And $K_{π^{'}} (h)$ is total uncertainty over $h^{N}$ such that $h^{N}$ is compatible with $π^{'}$ and $h$ . $K_{π^{'}} (h) (U^{N}) := {inf}_{h^{N} \sim π^{'}, h} U^{N} (h^{N})$

Now, to briefly recap the three translations.For first-person static translation, we have

$Θ^{c} (π^{'}) := p r_{(A \times (O + N))^{ω} *} (⊤_{Π} ⋉ Θ ⋉ K_{π^{'}})$

Where $Θ$ is the original belief function.

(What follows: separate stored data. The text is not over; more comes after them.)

use crate::{
    AuthClient, Config, File, FileMetadata, Query, Result, Session, UpdateOptions, FILE_FIELDS,
    FOLDER_MIME_TYPE,
};
use derive_setters::Setters;
use reqwest::Method;
use serde::Serialize;
use std::{path::Path, sync::Arc};
use tracing::{info, warn};

/// Options for [`Drive::create_folder`].
#[derive(Debug, Clone, Default, PartialEq, Eq, Hash, Setters)]
#[setters(strip_option, into, prefix = "with_")]
pub struct CreateFolderOptions {
    pub name: Option<String>,
    pub description: Option<String>,
    /// ID of the folder to create the new folder in. The root folder is used if unset.
    pub parent: Option<String>,
}

/// Client for the Drive API.
///
/// # Example
///
/// ```no_run
/// use rdrive::{auth::Credentials, Config, CreateFolderOptions, Drive};
///
/// # async fn run() -> rdrive::Result<()> {
/// let drive = Drive::new(
///     Config::builder()
///         .credentials(Credentials::from_env().expect("no credentials in environment"))
///         .build(),
/// );
/// let folder = drive
///     .create_folder(&CreateFolderOptions::default().with_name("Reports"))
///     .await?;
/// println!("created {}", folder.id);
/// # Ok(())
/// # }
/// ```
#[derive(Debug)]
pub struct Drive {
    client: AuthClient,
}

impl Drive {
    pub fn new(config: Config) -> Self {
        Self {
            client: AuthClient::new(config),
        }
    }

    pub fn config(&self) -> &Config {
        self.client.config()
    }

    /// Returns the authenticated session, resolving it on first use.
    pub async fn session(&self) -> Result<Arc<Session>> {
        self.client.session().await
    }

    /// Starts a new search. The query resolves its own session.
    pub fn query(&self) -> Query {
        Query::new(self.client.config().clone())
    }

    /// Gets the file with the given ID. Returns `Ok(None)` if it does not exist.
    pub async fn get_file(&self, id: &str) -> Result<Option<File>> {
        let session = self.session().await?;
        let result = session
            .request(Method::GET, |urls| &urls.base, &["files", id])?
            .query("fields", FILE_FIELDS)
            .send()
            .await?
            .parse::<FileMetadata>();
        match result {
            Ok(metadata) => Ok(Some(File::new(metadata, Arc::clone(&session)))),
            Err(e) if e.is_not_found() => Ok(None),
            Err(e) => Err(e),
        }
    }

    /// Like [`get_file`](Self::get_file), but logs and swallows every error.
    pub async fn lookup_file(&self, id: &str) -> Option<File> {
        match self.get_file(id).await {
            Ok(file) => file,
            Err(e) => {
                warn!(id, error = %e, "file lookup failed");
                None
            }
        }
    }

    /// Creates a folder.
    pub async fn create_folder(&self, options: &CreateFolderOptions) -> Result<File> {
        #[derive(Serialize)]
        #[serde(rename_all = "camelCase")]
        struct Request<'a> {
            mime_type: &'a str,
            #[serde(skip_serializing_if = "Option::is_none")]
            name: Option<&'a str>,
            #[serde(skip_serializing_if = "Option::is_none")]
            description: Option<&'a str>,
            #[serde(skip_serializing_if = "Option::is_none")]
            parents: Option<[&'a str; 1]>,
        }

        let session = self.session().await?;
        let body = serde_json::to_value(Request {
            mime_type: FOLDER_MIME_TYPE,
            name: options.name.as_deref(),
            description: options.description.as_deref(),
            parents: options.parent.as_deref().map(|v| [v]),
        })?;
        let metadata: FileMetadata = session
            .request(Method::POST, |urls| &urls.base, &["files"])?
            .query("fields", FILE_FIELDS)
            .json(body)
            .send()
            .await?
            .parse()?;
        info!(id = %metadata.id, name = %metadata.name, "created folder");
        Ok(File::new(metadata, session))
    }

    /// Uploads a local file.
    ///
    /// The content is sent first, then `options` are applied with [`File::update`]. The name
    /// defaults to the last component of `path`, and the content type is guessed from its
    /// extension.
    pub async fn upload<P: AsRef<Path>>(&self, path: P, options: UpdateOptions) -> Result<File> {
        let path = path.as_ref();
        let content = tokio::fs::read(path).await?;
        let content_type = mime_guess::from_path(path).first_or_octet_stream();

        let session = self.session().await?;
        let metadata: FileMetadata = session
            .request(Method::POST, |urls| &urls.upload, std::iter::empty::<&str>())?
            .query("uploadType", "media")
            .query("fields", FILE_FIELDS)
            .body(content_type.essence_str(), content)
            .send()
            .await?
            .parse()?;
        let mut file = File::new(metadata, session);

        let mut options = options;
        if options.name.is_none() {
            options.name = path
                .file_name()
                .map(|v| v.to_string_lossy().into_owned());
        }
        file.update(&options).await?;
        info!(id = %file.id, name = %file.name, size = file.size, "uploaded file");
        Ok(file)
    }

    /// Permanently deletes every file in the trash.
    pub async fn empty_trash(&self) -> Result<()> {
        self.session()
            .await?
            .request(Method::DELETE, |urls| &urls.base, &["files", "trash"])?
            .send()
            .await?
            .parse_empty()?;
        info!("emptied trash");
        Ok(())
    }
}
//! Rust bindings to the Google Drive API.
//!
//! The entry point is [`Drive`], built from a [`Config`]. Searches go through the [`Query`]
//! builder, and every returned [`File`] keeps the authenticated [`Session`] that fetched it, so
//! it can be downloaded, updated or deleted later on.
//!
//! # Example
//!
//! ```no_run
//! use rdrive::{auth::Credentials, Config, Drive, OrderBy};
//!
//! # async fn run() -> rdrive::Result<()> {
//! let drive = Drive::new(
//!     Config::builder()
//!         .credentials(Credentials::AccessToken("ya29.token".to_owned()))
//!         .build(),
//! );
//!
//! let mut query = drive
//!     .query()
//!     .folder_only()
//!     .in_folder("parent-folder-id")
//!     .name_contains("New")
//!     .page_size(4)
//!     .order_by(OrderBy::Name);
//!
//! while query.has_next_page() {
//!     for folder in query.run().await? {
//!         folder.delete().await?;
//!     }
//! }
//! # Ok(())
//! # }
//! ```

#![forbid(unsafe_code)]
#![warn(rust_2018_idioms)]

use displaydoc::Display;
use std::result::Result as StdResult;
use thiserror::Error as ThisError;
use url::Url;

pub use client::{AuthClient, Config, RequestBuilder, Session};
pub use drive::{CreateFolderOptions, Drive};
pub use file::{File, FileMetadata, UpdateOptions};
pub use query::{Comparison, Cursor, ListParams, OrderBy, OrderKeys, ParseOrderByError, Query};
pub use rdrive_auth as auth;
pub use transport::{Body, HttpRequest, HttpResponse, ReqwestTransport, Transport};

mod client;
mod drive;
mod file;
mod query;
mod transport;
mod util;

pub mod response;

/// MIME type the API uses to mark folders.
pub const FOLDER_MIME_TYPE: &str = "application/vnd.google-apps.folder";

/// Projection requested for every file resource.
pub const FILE_FIELDS: &str = "id,kind,name,mimeType,parents,modifiedTime,createdTime,size";

/// Type alias for `Result<T, Error>`.
pub type Result<T> = StdResult<T, Error>;

/// Errors that can occur while interacting with the Drive API.
#[derive(Debug, Display, ThisError)]
pub enum Error {
    /// Failed to send request.
    Request(#[from] reqwest::Error),
    /// Failed to parse URL.
    ParseUrl(#[from] url::ParseError),
    /// Server returned an error.
    Response(#[from] response::Error),
    /// Failed to authenticate.
    Auth(#[from] auth::Error),
    /// Failed to parse response body.
    Json(#[from] serde_json::Error),
    /// Failed to read local file.
    Io(#[from] std::io::Error),
    /// The query has no more pages.
    ExhaustedPagination,
}

impl Error {
    /// Returns whether the server answered with `404 Not Found`.
    pub fn is_not_found(&self) -> bool {
        matches!(self, Self::Response(e) if e.status == 404)
    }
}

/// Struct for specifying the URLs of API endpoints.
#[derive(Debug, Clone, PartialEq, Eq, Hash)]
pub struct Urls {
    pub base: Url,
    pub upload: Url,
    pub token: Url,
}

impl Urls {
    /// Creates a new [`Urls`] type with the URLs of the official endpoints.
    ///
    /// | Field      | URL                                               |
    /// |------------|---------------------------------------------------|
    /// | [`base`]   | https://www.googleapis.com/drive/v3               |
    /// | [`upload`] | https://www.googleapis.com/upload/drive/v3/files  |
    /// | [`token`]  | https://oauth2.googleapis.com/token               |
    ///
    /// [`base`]: Self::base
    /// [`upload`]: Self::upload
    /// [`token`]: Self::token
    pub fn official() -> Self {
        Self {
            base: Url::parse("https://www.googleapis.com/drive/v3").unwrap(),
            upload: Url::parse("https://www.googleapis.com/upload/drive/v3/files").unwrap(),
            token: Url::parse("https://oauth2.googleapis.com/token").unwrap(),
        }
    }

    /// Creates a new [`Urls`] type for a server hosting the API under `url`, such as a local
    /// emulator.
    ///
    /// | Field      | URL                                 |
    /// |------------|-------------------------------------|
    /// | [`base`]   | *\<url\>*/drive/v3                  |
    /// | [`upload`] | *\<url\>*/upload/drive/v3/files     |
    /// | [`token`]  | *\<url\>*/token                     |
    ///
    /// [`base`]: Self::base
    /// [`upload`]: Self::upload
    /// [`token`]: Self::token
    pub fn unofficial(url: Url) -> StdResult<Self, url::ParseError> {
        Ok(Self {
            base: url.join("drive/v3")?,
            upload: url.join("upload/drive/v3/files")?,
            token: url.join("token")?,
        })
    }
}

For third-person static translation, we have

$E := p r_{E *} (D ⋉ K_{d})$

Where $D$ is the original infradistribution over $(A \times O)^{ω}$ .

For first-person dynamic translation, the new infrakernel has type signature

$((A \times O)^{ω} + N) \times A i k \to ((O + N) \times ((A \times O)^{ω} + N))$

Ie, the state space is destinies plus a single Nirvana state, and the observation state is the old space of observations plus a Nirvana observation. $N$ is used for the Nirvana observation, and $N$ is used for the Nirvana state. The transition dynamics are:

$\forall a^{'} \in A : \to_{N} (N, a^{'}) := δ_{N, N}$

and, if $a^{'} \neq a$ , then $\to_{N} (a o h, a^{'}) := δ_{N, N}$

and otherwise, $\to_{N} (a o h, a) := δ_{o, h} \lor δ_{N, N}$

The initial infradistribution is $i_{*} (ψ_{F})$ , the obvious injection of $ψ_{F}$ from $(A \times O)^{ω}$ to $(A \times O)^{ω} + N$ .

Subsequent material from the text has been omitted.